In 1966 ex-army officer Michel Micombero launched a coup in Burundi, deposing the monarchy and becoming President of Burundi. In December his government invited Bimazubute back to the country and appointed him head of the new government radio station, La Voix de la Révolution (The Voice of the Revolution). He also became Director General of the Ministry of Information and on 17 January 1967 was made secretary general to the presidency. Not personally close to Micombero, he and Albert Shibura pushed the regime's policies leftward and advanced an anti-clerical view. Bimazubute attempted to arrange a diplomatic rapprochement between Burundi and China, but Micombero vetoed this proposal. He subsequently helped Minister of Foreign Affairs Prime Niyongabo arrange for a North Korean delegation to visit Burundi over the president's opposition on 5 March. Angered by what he saw as leftist subversion, on 13 March Micombero purged his cabinet, and Bimazubute was demoted to Director General of the Ministry of Information.
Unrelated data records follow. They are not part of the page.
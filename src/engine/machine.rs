//! Table-driven state machine with undo/redo.

use crate::config::MachineConfig;
use crate::core::{EventId, StateHistory, StateId, StateTransition, TransitionCause};
use crate::engine::error::FsmError;
use chrono::Utc;
use tracing::{debug, warn};

/// Finite state machine driven by a validated [`MachineConfig`].
///
/// The configuration is fixed at construction. Every forward move (direct
/// jump, event, reset) pushes onto the history and discards pending redo
/// entries; [`undo`](Self::undo) and [`redo`](Self::redo) walk the history
/// without discarding it.
///
/// All mutation goes through `&mut self`. Share a machine across threads by
/// wrapping it in a lock such as `std::sync::Mutex`.
///
/// # Example
///
/// ```rust
/// use waypoint_fsm::{fsm_config, StateMachine};
///
/// let config = fsm_config! {
///     initial: normal,
///     states: {
///         normal => { study: busy },
///         busy => { get_tired: sleeping },
///         sleeping => { get_up: normal },
///     }
/// }
/// .unwrap();
///
/// let mut machine = StateMachine::new(config).unwrap();
/// machine.trigger("study").unwrap();
/// machine.trigger("get_tired").unwrap();
/// assert_eq!(machine.state().unwrap(), "sleeping");
///
/// assert!(machine.undo());
/// assert_eq!(machine.state().unwrap(), "busy");
/// assert!(machine.redo());
/// assert_eq!(machine.state().unwrap(), "sleeping");
/// ```
#[derive(Clone, Debug)]
pub struct StateMachine {
    config: MachineConfig,
    history: StateHistory,
}

impl StateMachine {
    /// Create a machine positioned at the configured initial state.
    ///
    /// The configuration is validated first; see [`MachineConfig::validate`].
    pub fn new(config: MachineConfig) -> Result<Self, FsmError> {
        config.validate()?;
        let history = StateHistory::new(config.initial.clone());
        debug!(
            initial = %config.initial,
            states = config.states.len(),
            "state machine created"
        );
        Ok(Self { config, history })
    }

    /// Parse a JSON configuration and create a machine from it.
    pub fn from_json(json: &str) -> Result<Self, FsmError> {
        Self::new(MachineConfig::from_json(json)?)
    }

    /// Get the active state.
    pub fn state(&self) -> Result<&StateId, FsmError> {
        self.history.current().ok_or(FsmError::NoActiveState)
    }

    /// Jump directly to `state`.
    ///
    /// Re-entering the active state is allowed and still adds a history entry.
    pub fn change_state(&mut self, state: &str) -> Result<(), FsmError> {
        let target = self.resolve_state(state)?;
        self.enter(target, TransitionCause::Direct)
    }

    /// Follow the active state's transition for `event`.
    ///
    /// The active state is left untouched when the event is not handled.
    pub fn trigger(&mut self, event: &str) -> Result<(), FsmError> {
        let current = self.state()?;
        let target = self
            .config
            .state(current.as_str())
            .and_then(|definition| definition.target(event))
            .cloned();

        let Some(target) = target else {
            warn!(state = %current, event, "no transition for event");
            return Err(FsmError::InvalidTransition {
                state: current.clone(),
                event: EventId::from(event),
            });
        };

        self.enter(target, TransitionCause::Event(EventId::from(event)))
    }

    /// Return to the initial state. This is a forward move, not a rewind:
    /// history is kept and the initial state is pushed onto it.
    pub fn reset(&mut self) -> Result<(), FsmError> {
        let target = self.resolve_state(self.config.initial.as_str())?;
        self.enter(target, TransitionCause::Reset)
    }

    /// Configured states in configuration order.
    ///
    /// With `Some(event)`, only states declaring a transition for that event
    /// are returned. Unknown events produce an empty list.
    pub fn states(&self, event: Option<&str>) -> Vec<&StateId> {
        self.config
            .states
            .iter()
            .filter(|(_, definition)| event.map_or(true, |event| definition.handles(event)))
            .map(|(id, _)| id)
            .collect()
    }

    /// Events the active state reacts to, sorted by name.
    pub fn available_events(&self) -> Vec<&EventId> {
        self.history
            .current()
            .and_then(|current| self.config.state(current.as_str()))
            .map(|definition| definition.transitions.keys().collect())
            .unwrap_or_default()
    }

    /// Step back to the previous history entry.
    ///
    /// Returns `false` when there is nothing to undo.
    pub fn undo(&mut self) -> bool {
        let Some(from) = self.history.current().cloned() else {
            return false;
        };
        let Some(to) = self.history.step_back().cloned() else {
            debug!(state = %from, "nothing to undo");
            return false;
        };
        self.journal(from, to, TransitionCause::Undo);
        true
    }

    /// Replay the most recently undone state.
    ///
    /// Returns `false` when nothing is pending, including after any forward
    /// move since the last undo.
    pub fn redo(&mut self) -> bool {
        let Some(from) = self.history.current().cloned() else {
            return false;
        };
        let Some(to) = self.history.step_forward().cloned() else {
            debug!(state = %from, "nothing to redo");
            return false;
        };
        self.journal(from, to, TransitionCause::Redo);
        true
    }

    /// Forget all history except the active state. Pending redo entries are
    /// dropped too.
    pub fn clear_history(&mut self) {
        self.history.truncate_to_current();
        debug!(state = ?self.history.current(), "history cleared");
    }

    pub fn can_undo(&self) -> bool {
        self.history.can_step_back()
    }

    pub fn can_redo(&self) -> bool {
        self.history.can_step_forward()
    }

    pub fn history(&self) -> &StateHistory {
        &self.history
    }

    pub fn config(&self) -> &MachineConfig {
        &self.config
    }

    fn resolve_state(&self, state: &str) -> Result<StateId, FsmError> {
        match self.config.states.ids().find(|id| *id == state) {
            Some(id) => Ok(id.clone()),
            None => {
                warn!(state, "unknown state requested");
                Err(FsmError::InvalidState {
                    state: StateId::from(state),
                })
            }
        }
    }

    fn enter(&mut self, target: StateId, cause: TransitionCause) -> Result<(), FsmError> {
        let from = self.state()?.clone();
        self.history.push(target.clone());
        self.journal(from, target, cause);
        Ok(())
    }

    fn journal(&mut self, from: StateId, to: StateId, cause: TransitionCause) {
        debug!(from = %from, to = %to, cause = ?cause, "transition applied");
        self.history.record(StateTransition {
            from,
            to,
            cause,
            timestamp: Utc::now(),
        });
    }
}

#[cfg(test)]
mod tests {
    use super::*;
    use crate::config::{ConfigError, ConfigViolation};

    fn student() -> StateMachine {
        let config = crate::fsm_config! {
            initial: normal,
            states: {
                normal => { study: busy },
                busy => { get_tired: sleeping, get_hungry: hungry },
                hungry => { eat: normal },
                sleeping => { get_hungry: hungry, get_up: normal },
            }
        }
        .unwrap();
        StateMachine::new(config).unwrap()
    }

    fn current(machine: &StateMachine) -> &str {
        machine.state().unwrap().as_str()
    }

    fn path(machine: &StateMachine) -> Vec<&str> {
        machine.history().path().iter().map(StateId::as_str).collect()
    }

    #[test]
    fn new_machine_starts_at_initial() {
        let machine = student();
        assert_eq!(current(&machine), "normal");
        assert_eq!(path(&machine), vec!["normal"]);
        assert!(!machine.can_undo());
        assert!(!machine.can_redo());
    }

    #[test]
    fn missing_config_is_config_error() {
        let result = StateMachine::from_json("null");
        assert!(matches!(
            result,
            Err(FsmError::Config(ConfigError::Missing))
        ));
    }

    #[test]
    fn unknown_initial_state_fails_construction() {
        let result = StateMachine::from_json(r#"{ "initial": "x", "states": { "a": {} } }"#);
        assert_eq!(
            result.err(),
            Some(FsmError::Config(ConfigError::Invalid(vec![
                ConfigViolation::UnknownInitialState {
                    initial: "x".into()
                }
            ])))
        );
    }

    #[test]
    fn change_state_moves_and_records() {
        let mut machine = student();
        machine.change_state("hungry").unwrap();

        assert_eq!(current(&machine), "hungry");
        assert_eq!(path(&machine), vec!["normal", "hungry"]);
        let transition = &machine.history().transitions()[0];
        assert_eq!(transition.from, "normal");
        assert_eq!(transition.to, "hungry");
        assert_eq!(transition.cause, TransitionCause::Direct);
    }

    #[test]
    fn change_state_rejects_unknown_state() {
        let mut machine = student();
        let result = machine.change_state("flying");

        assert_eq!(
            result,
            Err(FsmError::InvalidState {
                state: "flying".into()
            })
        );
        assert_eq!(current(&machine), "normal");
        assert_eq!(path(&machine), vec!["normal"]);
    }

    #[test]
    fn change_state_to_same_state_pushes_duplicate() {
        let mut machine = student();
        machine.change_state("normal").unwrap();
        assert_eq!(path(&machine), vec!["normal", "normal"]);
        assert!(machine.can_undo());
    }

    #[test]
    fn trigger_follows_transition_table() {
        let mut machine = student();
        machine.trigger("study").unwrap();
        machine.trigger("get_hungry").unwrap();

        assert_eq!(current(&machine), "hungry");
        assert_eq!(
            machine.history().transitions()[1].cause,
            TransitionCause::Event("get_hungry".into())
        );
    }

    #[test]
    fn trigger_rejects_unhandled_event() {
        let mut machine = student();
        let result = machine.trigger("get_tired");

        assert_eq!(
            result,
            Err(FsmError::InvalidTransition {
                state: "normal".into(),
                event: "get_tired".into(),
            })
        );
        assert_eq!(current(&machine), "normal");
        assert!(machine.history().transitions().is_empty());
    }

    #[test]
    fn reset_pushes_initial_state() {
        let mut machine = student();
        machine.trigger("study").unwrap();
        machine.trigger("get_tired").unwrap();
        machine.reset().unwrap();

        assert_eq!(current(&machine), "normal");
        assert_eq!(path(&machine), vec!["normal", "busy", "sleeping", "normal"]);
        assert_eq!(
            machine.history().transitions().last().map(|t| &t.cause),
            Some(&TransitionCause::Reset)
        );
    }

    #[test]
    fn states_lists_all_in_config_order() {
        let machine = student();
        let states: Vec<&str> = machine.states(None).into_iter().map(StateId::as_str).collect();
        assert_eq!(states, vec!["normal", "busy", "hungry", "sleeping"]);
    }

    #[test]
    fn states_filters_by_event() {
        let machine = student();
        let states: Vec<&str> = machine
            .states(Some("get_hungry"))
            .into_iter()
            .map(StateId::as_str)
            .collect();

        assert_eq!(states, vec!["busy", "sleeping"]);
        assert!(machine.states(Some("dance")).is_empty());
    }

    #[test]
    fn available_events_follow_active_state() {
        let mut machine = student();
        assert_eq!(machine.available_events(), vec![&EventId::from("study")]);

        machine.trigger("study").unwrap();
        let events: Vec<&str> = machine
            .available_events()
            .into_iter()
            .map(EventId::as_str)
            .collect();
        assert_eq!(events, vec!["get_hungry", "get_tired"]);
    }

    #[test]
    fn undo_returns_to_previous_state() {
        let mut machine = student();
        machine.trigger("study").unwrap();

        assert!(machine.undo());
        assert_eq!(current(&machine), "normal");
        assert_eq!(path(&machine), vec!["normal"]);
        assert!(machine.can_redo());
    }

    #[test]
    fn undo_without_history_is_noop() {
        let mut machine = student();
        assert!(!machine.undo());
        assert_eq!(current(&machine), "normal");
        assert!(!machine.can_redo());
    }

    #[test]
    fn redo_replays_undone_states_in_order() {
        let mut machine = student();
        machine.trigger("study").unwrap();
        machine.trigger("get_tired").unwrap();
        assert!(machine.undo());
        assert!(machine.undo());
        assert_eq!(current(&machine), "normal");

        assert!(machine.redo());
        assert_eq!(current(&machine), "busy");
        assert!(machine.can_redo());

        assert!(machine.redo());
        assert_eq!(current(&machine), "sleeping");
        assert!(!machine.can_redo());
        assert!(!machine.redo());
    }

    #[test]
    fn forward_move_invalidates_redo() {
        let mut machine = student();
        machine.trigger("study").unwrap();
        assert!(machine.undo());

        machine.change_state("hungry").unwrap();
        assert!(!machine.redo());
        assert_eq!(current(&machine), "hungry");
    }

    #[test]
    fn reset_invalidates_redo() {
        let mut machine = student();
        machine.trigger("study").unwrap();
        machine.trigger("get_tired").unwrap();
        assert!(machine.undo());

        machine.reset().unwrap();
        assert!(!machine.redo());
    }

    #[test]
    fn redo_without_undo_is_noop() {
        let mut machine = student();
        machine.trigger("study").unwrap();
        assert!(!machine.redo());
        assert_eq!(current(&machine), "busy");
    }

    #[test]
    fn undo_redo_are_journaled() {
        let mut machine = student();
        machine.trigger("study").unwrap();
        machine.undo();
        machine.redo();

        let causes: Vec<&TransitionCause> = machine
            .history()
            .transitions()
            .iter()
            .map(|t| &t.cause)
            .collect();
        assert_eq!(
            causes,
            vec![
                &TransitionCause::Event("study".into()),
                &TransitionCause::Undo,
                &TransitionCause::Redo,
            ]
        );
    }

    #[test]
    fn clear_history_keeps_only_active_state() {
        let mut machine = student();
        machine.trigger("study").unwrap();
        machine.trigger("get_hungry").unwrap();
        machine.clear_history();

        assert_eq!(current(&machine), "hungry");
        assert_eq!(path(&machine), vec!["hungry"]);
        assert!(!machine.undo());
    }

    #[test]
    fn clear_history_drops_pending_redo() {
        let mut machine = student();
        machine.trigger("study").unwrap();
        machine.trigger("get_hungry").unwrap();
        assert!(machine.undo());

        machine.clear_history();
        assert!(!machine.can_redo());
        assert!(!machine.redo());
        assert_eq!(current(&machine), "busy");
    }

    #[test]
    fn machine_is_send_and_sync() {
        fn assert_send_sync<T: Send + Sync>() {}
        assert_send_sync::<StateMachine>();
    }
}
//! Core identifier and history types.
//!
//! This module contains the building blocks the engine is made of:
//! - State and event identifiers
//! - The visited/undone double stack used for undo and redo
//! - The journal of applied transitions

mod history;
mod state;

pub use history::{StateHistory, StateTransition, TransitionCause};
pub use state::{EventId, StateId};
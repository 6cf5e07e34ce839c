//! Engine error types.

use crate::config::ConfigError;
use crate::core::{EventId, StateId};
use thiserror::Error;

/// Errors returned by [`StateMachine`](crate::engine::StateMachine) operations.
#[derive(Debug, Clone, Error, PartialEq)]
pub enum FsmError {
    /// Construction failed because the configuration is absent or invalid
    #[error(transparent)]
    Config(#[from] ConfigError),

    /// The machine has no active state
    #[error("No active state")]
    NoActiveState,

    /// Requested state is not part of the configuration
    #[error("State '{state}' is not a configured state")]
    InvalidState { state: StateId },

    /// Active state has no transition for the event
    #[error("State '{state}' has no transition for event '{event}'")]
    InvalidTransition { state: StateId, event: EventId },
}
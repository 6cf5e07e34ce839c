//! Fluent builders for machine configurations.

use crate::config::error::ConfigError;
use crate::config::{MachineConfig, StateDefinition, StateTable};
use crate::core::{EventId, StateId};

/// Builder for one state and its outbound transitions.
pub struct StateBuilder {
    id: StateId,
    definition: StateDefinition,
}

impl StateBuilder {
    /// Start describing state `id`.
    pub fn new(id: impl Into<StateId>) -> Self {
        Self {
            id: id.into(),
            definition: StateDefinition::default(),
        }
    }

    /// Move to `target` when `event` is triggered in this state.
    ///
    /// Declaring the same event twice keeps the last target.
    pub fn on(mut self, event: impl Into<EventId>, target: impl Into<StateId>) -> Self {
        self.definition
            .transitions
            .insert(event.into(), target.into());
        self
    }

    fn into_entry(self) -> (StateId, StateDefinition) {
        (self.id, self.definition)
    }
}

/// Builder for constructing machine configurations with a fluent API.
///
/// # Example
///
/// ```rust
/// use waypoint_fsm::config::{MachineConfigBuilder, StateBuilder};
///
/// let config = MachineConfigBuilder::new()
///     .initial("locked")
///     .state(StateBuilder::new("locked").on("coin", "unlocked"))
///     .state(StateBuilder::new("unlocked").on("push", "locked"))
///     .build()
///     .unwrap();
///
/// assert_eq!(config.states.len(), 2);
/// ```
#[derive(Default)]
pub struct MachineConfigBuilder {
    initial: Option<StateId>,
    states: StateTable,
}

impl MachineConfigBuilder {
    /// Create a new builder.
    pub fn new() -> Self {
        Self::default()
    }

    /// Set the initial state (required).
    pub fn initial(mut self, state: impl Into<StateId>) -> Self {
        self.initial = Some(state.into());
        self
    }

    /// Add a state using a builder.
    pub fn state(mut self, builder: StateBuilder) -> Self {
        let (id, definition) = builder.into_entry();
        self.states.insert(id, definition);
        self
    }

    /// Add several states at once.
    pub fn states(mut self, builders: impl IntoIterator<Item = StateBuilder>) -> Self {
        for builder in builders {
            self = self.state(builder);
        }
        self
    }

    /// Build and validate the configuration.
    pub fn build(self) -> Result<MachineConfig, ConfigError> {
        let initial = self.initial.ok_or(ConfigError::MissingInitialState)?;
        let config = MachineConfig::new(initial, self.states);
        config.validate()?;
        Ok(config)
    }
}
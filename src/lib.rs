//! Waypoint: a table-driven finite state machine with undo/redo history
//!
//! A machine is described declaratively: an initial state plus, for every
//! state, a table mapping event names to target states. The engine tracks the
//! active state, applies transitions by name or by event, and keeps a linear
//! history that can be walked back and forth.
//!
//! # Core Concepts
//!
//! - **Configuration**: `MachineConfig`, loaded from JSON, built fluently, or
//!   written with the `fsm_config!` macro; validated eagerly
//! - **Engine**: `StateMachine`, the single mutable owner of the active state
//! - **History**: `StateHistory`, a visited/undone double stack plus a
//!   timestamped journal of applied transitions
//!
//! # Example
//!
//! ```rust
//! use waypoint_fsm::{FsmError, StateMachine};
//!
//! let mut machine = StateMachine::from_json(
//!     r#"{
//!         "initial": "normal",
//!         "states": {
//!             "normal": { "transitions": { "study": "busy" } },
//!             "busy": { "transitions": { "get_hungry": "hungry" } },
//!             "hungry": { "transitions": { "eat": "normal" } }
//!         }
//!     }"#,
//! )
//! .unwrap();
//!
//! machine.trigger("study").unwrap();
//! assert_eq!(machine.state().unwrap(), "busy");
//!
//! assert!(matches!(
//!     machine.trigger("eat"),
//!     Err(FsmError::InvalidTransition { .. })
//! ));
//!
//! assert!(machine.undo());
//! assert_eq!(machine.state().unwrap(), "normal");
//! assert!(!machine.undo());
//! ```

pub mod config;
pub mod core;
pub mod engine;

// Re-export commonly used types
pub use config::{ConfigError, ConfigViolation, MachineConfig, MachineConfigBuilder, StateBuilder};
pub use crate::core::{EventId, StateHistory, StateId, StateTransition, TransitionCause};
pub use engine::{FsmError, StateMachine};
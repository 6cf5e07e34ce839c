//! Macros for ergonomic configuration construction.

/// Build a [`MachineConfig`](crate::config::MachineConfig) from an inline
/// transition table.
///
/// Expands to a [`MachineConfigBuilder`](crate::config::MachineConfigBuilder)
/// chain, so the result is a validated `Result<MachineConfig, ConfigError>`.
///
/// # Example
///
/// ```
/// use waypoint_fsm::fsm_config;
///
/// let config = fsm_config! {
///     initial: green,
///     states: {
///         green => { timer: yellow },
///         yellow => { timer: red },
///         red => { timer: green, fault: blinking },
///         blinking => {},
///     }
/// }
/// .unwrap();
///
/// assert_eq!(config.initial, "green");
/// assert_eq!(config.states.len(), 4);
/// ```
#[macro_export]
macro_rules! fsm_config {
    (
        initial: $initial:ident,
        states: {
            $(
                $state:ident => { $($event:ident : $target:ident),* $(,)? }
            ),* $(,)?
        } $(,)?
    ) => {
        $crate::config::MachineConfigBuilder::new()
            .initial(stringify!($initial))
            $(
                .state(
                    $crate::config::StateBuilder::new(stringify!($state))
                        $(.on(stringify!($event), stringify!($target)))*
                )
            )*
            .build()
    };
}
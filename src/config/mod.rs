//! Declarative machine configuration.
//!
//! A configuration names the initial state and, for every state, the table
//! of events it reacts to. It can be loaded from JSON, assembled with
//! [`MachineConfigBuilder`], or written inline with [`fsm_config!`](crate::fsm_config).
//!
//! ```json
//! {
//!   "initial": "normal",
//!   "states": {
//!     "normal": { "transitions": { "study": "busy" } },
//!     "busy":   { "transitions": { "get_tired": "sleeping" } },
//!     "sleeping": {}
//!   }
//! }
//! ```

pub mod builder;
pub mod error;
pub mod macros;

pub use builder::{MachineConfigBuilder, StateBuilder};
pub use error::{ConfigError, ConfigViolation};

use crate::core::{EventId, StateId};
use serde::de::{MapAccess, Visitor};
use serde::{Deserialize, Deserializer, Serialize, Serializer};
use std::collections::{BTreeMap, BTreeSet};
use std::fmt;
use stillwater::validation::Validation;
use stillwater::NonEmptyVec;
use tracing::warn;

/// Outbound transitions of a single state.
#[derive(Clone, Debug, Default, PartialEq, Serialize, Deserialize)]
pub struct StateDefinition {
    /// Event name -> target state
    #[serde(default)]
    pub transitions: BTreeMap<EventId, StateId>,
}

impl StateDefinition {
    /// Target of `event`, if this state declares it.
    pub fn target(&self, event: &str) -> Option<&StateId> {
        self.transitions.get(event)
    }

    pub fn handles(&self, event: &str) -> bool {
        self.transitions.contains_key(event)
    }
}

/// States in configuration order.
///
/// Serialized as a map from state id to definition. Entry order follows the
/// source document, and duplicate ids are kept so validation can report them.
#[derive(Clone, Debug, Default, PartialEq)]
pub struct StateTable {
    entries: Vec<(StateId, StateDefinition)>,
}

impl StateTable {
    pub fn new() -> Self {
        Self::default()
    }

    /// Append a state definition.
    pub fn insert(&mut self, id: impl Into<StateId>, definition: StateDefinition) {
        self.entries.push((id.into(), definition));
    }

    /// Definition of state `id`. The first entry wins for duplicated ids.
    pub fn get(&self, id: &str) -> Option<&StateDefinition> {
        self.entries
            .iter()
            .find(|(state, _)| state == id)
            .map(|(_, definition)| definition)
    }

    pub fn contains(&self, id: &str) -> bool {
        self.get(id).is_some()
    }

    /// State ids in configuration order.
    pub fn ids(&self) -> impl Iterator<Item = &StateId> {
        self.entries.iter().map(|(id, _)| id)
    }

    pub fn iter(&self) -> impl Iterator<Item = (&StateId, &StateDefinition)> {
        self.entries.iter().map(|(id, definition)| (id, definition))
    }

    pub fn len(&self) -> usize {
        self.entries.len()
    }

    pub fn is_empty(&self) -> bool {
        self.entries.is_empty()
    }
}

impl Serialize for StateTable {
    fn serialize<S: Serializer>(&self, serializer: S) -> Result<S::Ok, S::Error> {
        serializer.collect_map(self.iter())
    }
}

impl<'de> Deserialize<'de> for StateTable {
    fn deserialize<D: Deserializer<'de>>(deserializer: D) -> Result<Self, D::Error> {
        struct TableVisitor;

        impl<'de> Visitor<'de> for TableVisitor {
            type Value = StateTable;

            fn expecting(&self, f: &mut fmt::Formatter<'_>) -> fmt::Result {
                f.write_str("a map of state ids to state definitions")
            }

            fn visit_map<A: MapAccess<'de>>(self, mut map: A) -> Result<StateTable, A::Error> {
                let mut entries = Vec::with_capacity(map.size_hint().unwrap_or(0));
                while let Some(entry) = map.next_entry::<StateId, StateDefinition>()? {
                    entries.push(entry);
                }
                Ok(StateTable { entries })
            }
        }

        deserializer.deserialize_map(TableVisitor)
    }
}

/// Complete machine definition: the initial state plus every state's
/// transition table.
#[derive(Clone, Debug, PartialEq, Serialize, Deserialize)]
pub struct MachineConfig {
    pub initial: StateId,
    pub states: StateTable,
}

impl MachineConfig {
    pub fn new(initial: impl Into<StateId>, states: StateTable) -> Self {
        Self {
            initial: initial.into(),
            states,
        }
    }

    /// Parse a configuration from JSON.
    ///
    /// A `null` (or blank) document means no configuration was supplied and
    /// yields [`ConfigError::Missing`].
    ///
    /// # Example
    ///
    /// ```rust
    /// use waypoint_fsm::config::{ConfigError, MachineConfig};
    ///
    /// let config = MachineConfig::from_json(
    ///     r#"{ "initial": "off", "states": { "off": { "transitions": { "toggle": "on" } }, "on": {} } }"#,
    /// )
    /// .unwrap();
    /// assert_eq!(config.initial, "off");
    ///
    /// assert_eq!(MachineConfig::from_json("null"), Err(ConfigError::Missing));
    /// ```
    pub fn from_json(json: &str) -> Result<Self, ConfigError> {
        if json.trim().is_empty() {
            return Err(ConfigError::Missing);
        }
        let config: Option<MachineConfig> =
            serde_json::from_str(json).map_err(|e| ConfigError::Parse(e.to_string()))?;
        config.ok_or(ConfigError::Missing)
    }

    /// Serialize the configuration back to JSON.
    pub fn to_json(&self) -> Result<String, ConfigError> {
        serde_json::to_string_pretty(self).map_err(|e| ConfigError::Serialize(e.to_string()))
    }

    /// Definition of state `id`.
    pub fn state(&self, id: &str) -> Option<&StateDefinition> {
        self.states.get(id)
    }

    /// Check the configuration, collecting every violation rather than
    /// stopping at the first.
    pub fn validate(&self) -> Result<(), ConfigError> {
        let mut checks: Vec<Validation<(), NonEmptyVec<ConfigViolation>>> = Vec::new();

        if self.states.is_empty() {
            checks.push(Validation::fail(ConfigViolation::NoStates));
        }

        let mut seen = BTreeSet::new();
        let mut reported = BTreeSet::new();
        for id in self.states.ids() {
            if !seen.insert(id) && reported.insert(id) {
                checks.push(Validation::fail(ConfigViolation::DuplicateState {
                    state: id.clone(),
                }));
            }
        }

        let initial_check = if self.states.contains(self.initial.as_str()) {
            Validation::success(())
        } else {
            Validation::fail(ConfigViolation::UnknownInitialState {
                initial: self.initial.clone(),
            })
        };
        checks.push(initial_check);

        for (state, definition) in self.states.iter() {
            for (event, target) in &definition.transitions {
                if !self.states.contains(target.as_str()) {
                    checks.push(Validation::fail(ConfigViolation::UnknownTargetState {
                        state: state.clone(),
                        event: event.clone(),
                        target: target.clone(),
                    }));
                }
            }
        }

        match Validation::all_vec(checks) {
            Validation::Success(_) => Ok(()),
            Validation::Failure(errors) => {
                let violations: Vec<ConfigViolation> = errors.iter().cloned().collect();
                warn!(
                    initial = %self.initial,
                    violations = violations.len(),
                    "rejected machine configuration"
                );
                Err(ConfigError::Invalid(violations))
            }
        }
    }
}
Late in the night on 5 May at a bar in Bujumbura a large fight broke out among members of the Jeunesses Révolutionnaires Rwagasore, with one side showing fidelity to Micombero and the other holding more ideological left leanings. As a result, Micombero decided to arrest left-leaning politicians; Bimazubute was detained on 9 May. He was released in November and again appointed Director General of the Ministry of Information. In May 1968 he was given the additional posting of Director General of the Ministry of Foreign Affairs. That year he was also made Minister of Interior, and in August he was given the portfolio of the civil service and made Secretary General of the Union pour le Progrès National (UPRONA). Bimazubute's wide responsibilities provoked internal ire, as his detractors argued he held too many posts and did not perform well enough in any of them. Micombero also continued to distrust his ideological politics, and in August 1969 Bimazubute was dismissed from all of his offices.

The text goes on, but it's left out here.